顧蓧蓧渾身一震,雙目終於望向了車前被自己忽視已久的冷夜爵。

“憑什麽?難道連我的自由你都要限制?”顧蓧蓧冷臉一笑,心底卻百般不是滋味。

“就憑你是我的妻子。”冷夜爵淡淡一語,臉上依舊冷靜一片,好像在說一件家常便飯一樣。

妻子?

只怕是棋子。

“你我之間是什麽關系,你不是比我更清楚?婉兒,我們走,我不想在這裏再看到他。”顧蓧蓧轉眼看向一旁駕駛座上的林婉兒。

夾在中間的林婉兒,只能抱歉的看了一眼冷夜爵。

“不好意思,人我帶走了,因為我答應要給她補習。”林婉兒抱歉的笑了笑,不過夾雜在兩人的中間,還真的讓她左右為難。

“……”冷夜爵兩眼冷冷的望著車子裏,已經不願再多看他一眼的小人兒。

雖然不希望這妞兒就這麽被人帶走,但是,關於補習的事情,他可以暫時放過她。

冷夜爵望著那揚長而去的白色瑪莎拉蒂,心底沈了又沈。

兩人的關系,自己比誰都清楚。

現在的他恨不得時光倒流,毀了那一份惹人厭惡的契約。

窗外的樹木花草在快速的朝著身後挪去,顧蓧蓧借著後視鏡,望著抿嘴停留在原地的男人,越來越小,最後消失在鏡中。

“你和他,冷戰了?”林婉兒雖然對顧蓧蓧的身份在最初的時候倍感驚訝,可是現在,過了那麽久了,已經能夠承受了。

“冷戰?恐怕連冷戰都算不上。”顧蓧蓧自嘲的笑了,她和他除了那一張紙,還有那個結婚證之外,什麽都沒有。

心裏感到憂傷而又難受,卻又不知道如何對身旁的好友傾訴。

與冷夜爵的契約,是不能和外人訴說。

有些東西,就讓它爛在心底好了。

顧蓧蓧閉了閉眼,小小的休息了一下,昨天和冷夜爵分開後,晚上她竟然胡思亂想的哭了整整一夜。

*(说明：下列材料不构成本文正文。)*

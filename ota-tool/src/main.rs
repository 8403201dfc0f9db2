use anyhow::{bail, Context, Result};
use clap::{Parser, Subcommand};
use colored::*;
use indicatif::{ProgressBar, ProgressStyle};
use ota_core::image::{self, FirmwareHeader, ImageSummary};
use ota_core::OtaConfig;
use reqwest::blocking::{Body, Client};
use std::fs;
use std::io::Read;
use std::path::{Path, PathBuf};
use std::time::Duration;

const DEFAULT_FIRMWARE: &str = "target/xtensa-esp32-espidf/release/esp32-ota-server.bin";

#[derive(Parser)]
#[command(name = "ota-tool")]
#[command(about = "ESP32 OTA Update Tool", long_about = None)]
struct Cli {
    #[command(subcommand)]
    command: Commands,
}

#[derive(Subcommand)]
enum Commands {
    /// Check an image and upload it to a device
    Push {
        /// Device host name or IP address
        host: String,

        #[arg(short, long, default_value_t = OtaConfig::default().port)]
        port: u16,

        /// Firmware image to upload
        #[arg(short, long, default_value = DEFAULT_FIRMWARE)]
        firmware: PathBuf,

        /// Only check size and header magic before uploading
        #[arg(long)]
        no_verify: bool,
    },
    /// Show the firmware version a device is running
    Version {
        host: String,
        #[arg(short, long, default_value_t = OtaConfig::default().port)]
        port: u16,
    },
    /// Check that a device's OTA server is up
    Health {
        host: String,
        #[arg(short, long, default_value_t = OtaConfig::default().port)]
        port: u16,
    },
    /// Scan a /24 subnet for OTA servers
    Scan {
        /// Network subnet to scan (e.g., 192.168.1)
        #[arg(short, long, default_value = "192.168.1")]
        subnet: String,
        #[arg(short, long, default_value_t = OtaConfig::default().port)]
        port: u16,
    },
    /// Print the header and segments of a firmware image
    Inspect { file: PathBuf },
}

struct Device {
    host: String,
    port: u16,
}

impl Device {
    fn url(&self, path: &str) -> String {
        format!("http://{}:{}{}", self.host, self.port, path)
    }
}

impl std::fmt::Display for Device {
    fn fmt(&self, f: &mut std::fmt::Formatter<'_>) -> std::fmt::Result {
        write!(f, "{}:{}", self.host, self.port)
    }
}

fn main() {
    let cli = Cli::parse();

    let result = match cli.command {
        Commands::Push { host, port, firmware, no_verify } => {
            push(&Device { host, port }, &firmware, !no_verify)
        }
        Commands::Version { host, port } => {
            fetch_version(&client(Duration::from_secs(5)), &Device { host, port })
                .map(|v| println!("{}", v.green()))
        }
        Commands::Health { host, port } => health(&Device { host, port }),
        Commands::Scan { subnet, port } => {
            scan_devices(&subnet, port);
            Ok(())
        }
        Commands::Inspect { file } => inspect(&file),
    };

    if let Err(e) = result {
        println!("{} {:#}", "❌".red(), e);
        std::process::exit(1);
    }
}

fn client(timeout: Duration) -> Client {
    Client::builder()
        .timeout(timeout)
        .build()
        .unwrap_or_else(|_| Client::new())
}

/// Local checks the device would otherwise reject the upload for.
fn check_image(data: &[u8], full: bool) -> Result<Option<ImageSummary>> {
    let min = OtaConfig::default().min_firmware_size;
    if data.is_empty() {
        bail!("firmware file is empty");
    }
    if data.len() < min {
        bail!("firmware is {} bytes, below the {} byte minimum", data.len(), min);
    }
    FirmwareHeader::parse(data).context("not an ESP application image")?;
    if full {
        let summary = image::verify(data).context("image verification failed")?;
        return Ok(Some(summary));
    }
    Ok(None)
}

fn push(device: &Device, firmware_path: &Path, verify: bool) -> Result<()> {
    if !firmware_path.exists() {
        bail!(
            "Firmware not found: {} (build it and convert with espflash save-image)",
            firmware_path.display()
        );
    }
    let firmware_data = fs::read(firmware_path)
        .with_context(|| format!("Failed to read {}", firmware_path.display()))?;
    let file_size = firmware_data.len();

    if let Some(summary) = check_image(&firmware_data, verify)? {
        println!(
            "   Image ok: {} segment(s), entry 0x{:08x}",
            summary.segments.len(),
            summary.header.entry_addr
        );
    }

    let quick = client(Duration::from_secs(5));
    health(device)?;
    let running = fetch_version(&quick, device).unwrap_or_else(|_| "unknown".to_string());

    println!("\n📤 {} {} (running {})", "Updating".cyan(), device, running);
    println!("   Firmware: {} bytes ({:.2} MB)", file_size, file_size as f64 / 1024.0 / 1024.0);

    let pb = ProgressBar::new(file_size as u64);
    pb.set_style(
        ProgressStyle::default_bar()
            .template("   {spinner:.green} [{elapsed_precise}] [{bar:40.cyan/blue}] {bytes}/{total_bytes} ({eta})")
            .unwrap_or_else(|_| ProgressStyle::default_bar())
            .progress_chars("#>-"),
    );

    let body = Body::sized(
        ProgressReader { inner: std::io::Cursor::new(firmware_data), pb: pb.clone() },
        file_size as u64,
    );
    let response = client(Duration::from_secs(300))
        .post(device.url("/ota"))
        .header("Content-Type", "application/octet-stream")
        .body(body)
        .send();
    pb.finish_and_clear();

    let response = response.context("Upload failed")?;
    let status = response.status();
    let text = response.text().unwrap_or_default();
    if !status.is_success() {
        bail!("Device rejected the update: HTTP {} {}", status.as_u16(), text.trim());
    }

    match serde_json::from_str::<serde_json::Value>(&text) {
        Ok(json) => println!("   {} {}", "✅".green(), json["message"].as_str().unwrap_or("OK")),
        Err(_) => println!("   {} {}", "✅".green(), text),
    }
    println!("\n✨ {}", "OTA update completed successfully!".green());
    Ok(())
}

struct ProgressReader<R> {
    inner: R,
    pb: ProgressBar,
}

impl<R: Read> Read for ProgressReader<R> {
    fn read(&mut self, buf: &mut [u8]) -> std::io::Result<usize> {
        let n = self.inner.read(buf)?;
        self.pb.inc(n as u64);
        Ok(n)
    }
}

fn fetch_version(client: &Client, device: &Device) -> Result<String> {
    let json: serde_json::Value = client
        .get(device.url("/version"))
        .send()
        .with_context(|| format!("{} is not reachable", device))?
        .error_for_status()?
        .text()
        .map_err(anyhow::Error::from)
        .and_then(|t| serde_json::from_str(&t).context("bad /version response"))?;
    json["version"]
        .as_str()
        .map(str::to_string)
        .context("/version response has no version field")
}

fn health(device: &Device) -> Result<()> {
    let response = client(Duration::from_secs(5))
        .get(device.url("/health"))
        .send()
        .with_context(|| format!("{} is not reachable", device))?;
    if !response.status().is_success() {
        bail!("{} health check failed: HTTP {}", device, response.status());
    }
    println!("   {} {} is up", "✓".green(), device);
    Ok(())
}

fn scan_devices(subnet: &str, port: u16) -> Vec<(Device, String)> {
    println!("🔍 {} {}.0/24...", "Scanning network".cyan(), subnet);

    let client = client(Duration::from_millis(500));

    // Probe all hosts in parallel using threads
    let handles: Vec<_> = (1..255)
        .map(|i| {
            let device = Device { host: format!("{}.{}", subnet, i), port };
            let client = client.clone();
            std::thread::spawn(move || {
                let version = fetch_version(&client, &device).ok()?;
                Some((device, version))
            })
        })
        .collect();

    let mut devices = Vec::new();
    for handle in handles {
        if let Ok(Some((device, version))) = handle.join() {
            println!("  ✓ Found: {}", format!("{} v{}", device, version).green());
            devices.push((device, version));
        }
    }

    if devices.is_empty() {
        println!("{}", "❌ No devices found".red());
    } else {
        println!("\n📱 Found {} device(s)", devices.len());
    }
    devices
}

fn inspect(path: &Path) -> Result<()> {
    let data = fs::read(path).with_context(|| format!("Failed to read {}", path.display()))?;
    let header = FirmwareHeader::parse(&data).context("not an ESP application image")?;

    println!("{} {} ({} bytes)", "Image".bold().blue(), path.display(), data.len());
    println!("  segments:      {}", header.segment_count);
    println!("  entry:         0x{:08x}", header.entry_addr);
    println!("  spi mode:      {}", header.spi_mode);
    println!("  chip id:       {}", header.chip_id);
    println!(
        "  chip rev:      {}..={}",
        header.min_chip_rev_full, header.max_chip_rev_full
    );
    println!("  hash appended: {}", header.hash_appended);

    match image::verify(&data) {
        Ok(summary) => {
            for (i, seg) in summary.segments.iter().enumerate() {
                println!(
                    "  [{}] load 0x{:08x}  len {:>7}  at offset 0x{:06x}",
                    i, seg.load_addr, seg.len, seg.offset
                );
            }
            println!("  {}", "checksum ok".green());
            if header.hash_appended {
                println!("  {}", "sha256 ok".green());
            }
        }
        Err(e) => println!("  {} {}", "verification failed:".red(), e),
    }
    Ok(())
}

雖然淚水不能說明什麽,可是,她受不了這樣的感情,受不了冷夜爵的身份地位。

……

顧蓧蓧抱著一大推試卷,埋頭苦讀的時候,身旁的林婉兒時不時為她指點一二。

不過,好在之前的基礎知識還算是踏實,讓她學起來也不是那麽的累。

“唔,終於做完了。”顧蓧蓧面對桌上擺著的一套試卷,上面寫滿了密密麻麻的文字。

“我看看。”身為導師的林婉兒,從外面倒了一杯水推門進來後,正巧聽到顧蓧蓧的感慨。

林婉兒把手裏的杯子放下,轉手就拿起了顧蓧蓧面前的卷子,結果才看了兩題,就發現了錯誤。

“你看這是最簡單的文言文,你都能給背岔了,剛才有沒有好好的檢查?”林婉兒一改常態,此時就像是一個麻辣教師,就差手裏多一個鞭子了。

“我還沒來得及檢查就被你給抽走了。”顧蓧蓧一臉委屈,她只是說做好了,沒說結束了。

“時間不等人,如果考場上,你連最基本的送分題都做能錯,這畢業,恐怕也難了……”

“安啦安啦,我這不是才第一天補習嘛。”顧蓧蓧本來就是屬於樂觀派,只要撇開感情的事情,她都能看的開。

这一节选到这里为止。